Since April, NEAR has been orbiting just above the lumpy surface of Eros, sending back stunning pictures of a gray and lifeless world without air or water. No sheep or baobabs, but lots of impact craters and scattered boulders. We are catching a glimpse into the early history of the solar system, when scattered dust and gas was gathered into larger and larger chunks of rock, some of which would eventually coalesce to form the planets, and others that were destined to drift through space like gloomy Flying Dutchmans.
That’s exactly the impression one gets from the NEAR photos of Eros. It’s as if a manned boat had pulled aside the spectral galleon of seafaring myth, hailing without answer for a human response. The lifeless asteroid sails on in dusty solitude, grimly colorless and deathly silent, reminding us of just how extraordinary and rare is life in the universe.

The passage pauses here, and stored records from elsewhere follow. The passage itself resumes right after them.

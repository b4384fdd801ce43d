//! Append-only record of the failures seen during a run.

/// Ordered record of failure messages.
///
/// Once non-empty, publication is skipped and the run exits with status 1.
/// There is deliberately no way to remove an entry.
#[derive(Debug, Default, Clone)]
pub struct ErrorLedger {
    entries: Vec<String>,
}

impl ErrorLedger {
    /// Creates an empty ledger.
    pub fn new() -> Self {
        Self::default()
    }

    /// Appends a failure message.
    pub fn record(&mut self, message: impl Into<String>) {
        self.entries.push(message.into());
    }

    /// True while nothing has failed.
    pub fn is_empty(&self) -> bool {
        self.entries.is_empty()
    }

    /// The first recorded failure, used as the notification headline.
    pub fn first(&self) -> Option<&str> {
        self.entries.first().map(String::as_str)
    }

    /// Number of recorded failures.
    pub fn len(&self) -> usize {
        self.entries.len()
    }

    /// Iterates failures in recording order.
    pub fn iter(&self) -> impl Iterator<Item = &str> {
        self.entries.iter().map(String::as_str)
    }
}
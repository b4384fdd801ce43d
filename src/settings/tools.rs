//! Locations of the external packaging tools.

use serde::Deserialize;
use std::path::PathBuf;

/// External tool locations.
///
/// Relative paths are resolved against the project root. Program names
/// without a directory are looked up on `PATH` at launch time.
#[derive(Debug, Clone, Deserialize)]
#[serde(default)]
pub struct ToolSettings {
    /// Directory holding `AppImageAssistant`, `AppRun` and `desktopintegration`.
    pub appimagekit_dir: PathBuf,

    /// Shell used to run the disk image script.
    pub bash: String,

    /// Disk image build script (macOS).
    pub mac_dmg_script: PathBuf,

    /// MSYS2 installation root holding `mingw64/` and `mingw32/`.
    pub msys_root: PathBuf,

    /// Python ABI tag of the frozen tree, e.g. `3.7` in `exe.mingw-3.7`.
    pub python_abi: String,

    /// Directory whose files are copied next to the installer script.
    pub innosetup_support_dir: PathBuf,

    /// Inno Setup script.
    pub inno_script: PathBuf,

    /// Version resource patcher.
    pub verpatch: String,

    /// Inno Setup compiler.
    pub iscc: String,

    /// Code signing tool.
    pub ksign: String,

    /// Peer-distribution file generator.
    pub mktorrent: String,
}

impl Default for ToolSettings {
    fn default() -> Self {
        Self {
            appimagekit_dir: PathBuf::from("/home/ubuntu/apps/AppImageKit"),
            bash: "bash".into(),
            mac_dmg_script: PathBuf::from("installer/build-mac-dmg.sh"),
            msys_root: PathBuf::from("C:\\msys64"),
            python_abi: "3.7".into(),
            innosetup_support_dir: PathBuf::from("c:/InnoSetup"),
            inno_script: PathBuf::from("installer/windows-installer.iss"),
            verpatch: "verpatch.exe".into(),
            iscc: "iscc.exe".into(),
            ksign: "kSignCMD.exe".into(),
            mktorrent: "mktorrent".into(),
        }
    }
}

impl ToolSettings {
    /// Name of the frozen output directory on Windows (`exe.mingw-<abi>`).
    pub fn windows_frozen_dir_name(&self) -> String {
        format!("exe.mingw-{}", self.python_abi)
    }
}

A recent issue of the journal Science brought us the first summary reports from NEAR. We have the mass, shape, rotation rate, elemental composition, and even something of the asteroid’s internal structure. The potato-shaped rock named after the god of love is no longer just a speck of light in a telescope; it is now a world as exactly accessible to our imaginations as the Little Prince’s domicile.

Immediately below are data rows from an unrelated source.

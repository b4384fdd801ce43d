//! Builder for constructing Settings, and loading them from `build-server.toml`.

use super::{
    ChatSettings, ProductSettings, ReleaseSettings, Settings, ToolSettings, TorrentSettings,
};
use crate::error::{CliError, Result};
use anyhow::Context;
use serde::Deserialize;
use std::path::{Path, PathBuf};

/// Name of the optional override file in the project root.
pub const SETTINGS_FILE: &str = "build-server.toml";

/// Builder for constructing [`Settings`].
///
/// Every section defaults to the values of the production build server;
/// only the project root is required.
///
/// # Examples
///
/// ```no_run
/// use build_server::settings::{SettingsBuilder, ToolSettings};
///
/// # fn example() -> build_server::Result<()> {
/// let settings = SettingsBuilder::new()
///     .project_root(".")
///     .tools(ToolSettings {
///         mktorrent: "/usr/local/bin/mktorrent".into(),
///         ..Default::default()
///     })
///     .build()?;
/// # Ok(())
/// # }
/// ```
#[derive(Default)]
pub struct SettingsBuilder {
    project_root: Option<PathBuf>,
    product: ProductSettings,
    tools: ToolSettings,
    release: ReleaseSettings,
    chat: ChatSettings,
    torrent: TorrentSettings,
}

/// On-disk shape of `build-server.toml`. Missing tables keep their defaults.
#[derive(Debug, Default, Deserialize)]
#[serde(default, deny_unknown_fields)]
struct SettingsFile {
    product: Option<ProductSettings>,
    tools: Option<ToolSettings>,
    release: Option<ReleaseSettings>,
    chat: Option<ChatSettings>,
    torrent: Option<TorrentSettings>,
}

impl SettingsBuilder {
    /// Creates a new settings builder.
    pub fn new() -> Self {
        Default::default()
    }

    /// Sets the project root.
    ///
    /// # Required
    ///
    /// This field is required for building.
    pub fn project_root<P: AsRef<Path>>(mut self, path: P) -> Self {
        self.project_root = Some(path.as_ref().to_path_buf());
        self
    }

    /// Sets product metadata.
    pub fn product(mut self, product: ProductSettings) -> Self {
        self.product = product;
        self
    }

    /// Sets tool locations.
    pub fn tools(mut self, tools: ToolSettings) -> Self {
        self.tools = tools;
        self
    }

    /// Sets the release host configuration.
    pub fn release(mut self, release: ReleaseSettings) -> Self {
        self.release = release;
        self
    }

    /// Sets the chat configuration.
    pub fn chat(mut self, chat: ChatSettings) -> Self {
        self.chat = chat;
        self
    }

    /// Sets the torrent configuration.
    pub fn torrent(mut self, torrent: TorrentSettings) -> Self {
        self.torrent = torrent;
        self
    }

    /// Applies overrides parsed from a `build-server.toml` document.
    pub fn merge_toml(mut self, contents: &str) -> Result<Self> {
        let file: SettingsFile = toml::from_str(contents)?;
        if let Some(product) = file.product {
            self.product = product;
        }
        if let Some(tools) = file.tools {
            self.tools = tools;
        }
        if let Some(release) = file.release {
            self.release = release;
        }
        if let Some(chat) = file.chat {
            self.chat = chat;
        }
        if let Some(torrent) = file.torrent {
            self.torrent = torrent;
        }
        Ok(self)
    }

    /// Builds the settings.
    ///
    /// # Errors
    ///
    /// Returns an error if `project_root` is missing or upload attempts is zero.
    pub fn build(self) -> Result<Settings> {
        let project_root = self.project_root.ok_or_else(|| CliError::InvalidArguments {
            reason: "project_root is required".to_string(),
        })?;

        if self.release.upload_attempts == 0 {
            return Err(CliError::InvalidArguments {
                reason: "release.upload_attempts must be at least 1".to_string(),
            }
            .into());
        }

        Ok(Settings::new(
            project_root,
            self.product,
            self.tools,
            self.release,
            self.chat,
            self.torrent,
        ))
    }
}

impl Settings {
    /// Loads settings for `project_root`, applying `build-server.toml` when present.
    pub fn load(project_root: &Path) -> Result<Settings> {
        let builder = SettingsBuilder::new().project_root(project_root);
        let file = project_root.join(SETTINGS_FILE);

        if !file.exists() {
            log::debug!("No {} in {}, using defaults", SETTINGS_FILE, project_root.display());
            return builder.build();
        }

        let contents = std::fs::read_to_string(&file)
            .with_context(|| format!("reading {}", file.display()))?;
        log::info!("Loaded settings overrides from {}", file.display());
        builder.merge_toml(&contents)?.build()
    }
}

#[cfg(test)]
mod tests {
    use super::*;

    #[test]
    fn partial_tables_keep_remaining_defaults() {
        let settings = SettingsBuilder::new()
            .project_root("/srv/app")
            .merge_toml("[tools]\nmktorrent = \"/opt/mktorrent\"\n\n[release]\ntag = \"nightly\"\n")
            .unwrap()
            .build()
            .unwrap();

        assert_eq!(settings.tools().mktorrent, "/opt/mktorrent");
        assert_eq!(settings.tools().iscc, "iscc.exe");
        assert_eq!(settings.release().tag, "nightly");
        assert_eq!(settings.release().upload_attempts, 3);
        assert_eq!(settings.chat().stream, "build-server");
    }

    #[test]
    fn unknown_tables_are_rejected() {
        let result = SettingsBuilder::new().merge_toml("[deploy]\nx = 1\n");
        assert!(result.is_err());
    }

    #[test]
    fn zero_upload_attempts_is_invalid() {
        let result = SettingsBuilder::new()
            .project_root("/srv/app")
            .merge_toml("[release]\nupload_attempts = 0\n")
            .unwrap()
            .build();
        assert!(result.is_err());
    }

    #[test]
    fn load_without_file_uses_defaults() {
        let dir = tempfile::tempdir().unwrap();
        let settings = Settings::load(dir.path()).unwrap();
        assert_eq!(settings.log_path(), dir.path().join("build/build-server.log"));
        assert_eq!(settings.torrent().trackers.len(), 3);
    }

    #[test]
    fn relative_tool_paths_resolve_against_root() {
        let settings = SettingsBuilder::new().project_root("/srv/app").build().unwrap();
        assert_eq!(
            settings.resolve(&settings.tools().mac_dmg_script),
            PathBuf::from("/srv/app/installer/build-mac-dmg.sh")
        );
    }
}
//! Product metadata stamped into installers and peer files.

use serde::Deserialize;

/// Product metadata.
///
/// Used by the Windows version stamp, the code-signing description and the
/// peer-distribution comment.
///
/// # Examples
///
/// ```no_run
/// use build_server::settings::ProductSettings;
///
/// let product = ProductSettings {
///     product_name: "MyApp".into(),
///     ..Default::default()
/// };
/// ```
#[derive(Debug, Clone, Deserialize)]
#[serde(default)]
pub struct ProductSettings {
    /// Product name displayed to users.
    pub product_name: String,

    /// Prefix of every build name, e.g. `OpenShot` in `OpenShot-v3.1.1-x86_64.dmg`.
    pub artifact_prefix: String,

    /// Publisher written into the executable's version resource.
    pub company_name: String,

    /// Copyright line written into the executable's version resource.
    pub copyright: String,

    /// Homepage passed to the signing tool.
    pub homepage: String,

    /// File name of the frozen launcher executable (Windows).
    pub launcher_exe: String,
}

impl Default for ProductSettings {
    fn default() -> Self {
        Self {
            product_name: "OpenShot Video Editor".into(),
            artifact_prefix: "OpenShot".into(),
            company_name: "OpenShot Studios, LLC".into(),
            copyright: "Copyright (c) 2008-2024 OpenShot Studios, LLC".into(),
            homepage: "http://www.openshot.org".into(),
            launcher_exe: "openshot-qt.exe".into(),
        }
    }
}
//! Authenticode signing of the installer.

use crate::bundler::tool::{OutcomeInterpreter, ToolCommand, ToolOutcome};
use crate::error::Result;
use crate::session::Session;
use crate::settings::{Arch, ProductSettings, ToolSettings};
use std::fmt;
use std::path::Path;

/// The signing tool prints nothing on success apart from certificate
/// expiry warnings.
const SIGN_OUTCOME: OutcomeInterpreter = OutcomeInterpreter::Silent {
    benign: &["will expire"],
};

/// Signing key file and its password, given on the command line.
#[derive(Clone, PartialEq, Eq)]
pub struct SigningKey {
    key: String,
    password: String,
}

impl SigningKey {
    /// Creates a signing key.
    pub fn new(key: impl Into<String>, password: impl Into<String>) -> Self {
        Self {
            key: key.into(),
            password: password.into(),
        }
    }

    /// Key file for `arch`: 64-bit builds use `<key>x64`.
    pub fn key_file(&self, arch: Arch) -> String {
        format!("{}{}", self.key, arch.only_64_bit_marker())
    }
}

impl fmt::Debug for SigningKey {
    fn fmt(&self, f: &mut fmt::Formatter<'_>) -> fmt::Result {
        f.debug_struct("SigningKey")
            .field("key", &self.key)
            .field("password", &"<redacted>")
            .finish()
    }
}

/// Signs `installer` in place with `kSignCMD`.
pub async fn sign_installer(
    tools: &ToolSettings,
    product: &ProductSettings,
    key: &SigningKey,
    arch: Arch,
    installer: &Path,
    session: &mut Session,
) -> Result<ToolOutcome> {
    let output = ToolCommand::new(tools.ksign.as_str())
        .args(["/f".to_string(), key.key_file(arch)])
        .args(["/p", key.password.as_str()])
        .args(["/d", product.product_name.as_str()])
        .args(["/du", product.homepage.as_str()])
        .path_arg(installer)
        .run(session)
        .await?;
    Ok(SIGN_OUTCOME.interpret(&output))
}

#[cfg(test)]
mod tests {
    use super::*;

    #[test]
    fn key_file_carries_arch_marker() {
        let key = SigningKey::new("C:\\keys\\openshot", "hunter2");
        assert_eq!(key.key_file(Arch::X86_64), "C:\\keys\\openshotx64");
        assert_eq!(key.key_file(Arch::X86), "C:\\keys\\openshot");
    }

    #[test]
    fn debug_hides_password() {
        let key = SigningKey::new("openshot", "hunter2");
        let debug = format!("{key:?}");
        assert!(!debug.contains("hunter2"));
        assert!(debug.contains("redacted"));
    }
}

Astronomer’s have charted about 250 near-Earth asteroids, and there may be as many as 1,000 with a diameter of a half-mile or more. A few of these are probably destined to collide with Earth at some time in the future, as other asteroids have done in the past. If something like Eros came smashing our way, we would be in big, big trouble indeed. Fortunately, Eros is on an orbit that will keep it safely out of the way.
But NASA scientists plan to get our licks in first, anyway. Next year, two days before the first anniversary of the Valentine’s Day rendezvous, NEAR will be caused to collide with Eros while the scientists listen — one last attempt to extract information from an asteroid that has been clobbered enough in its long history to withstand a gentle assault from Earth.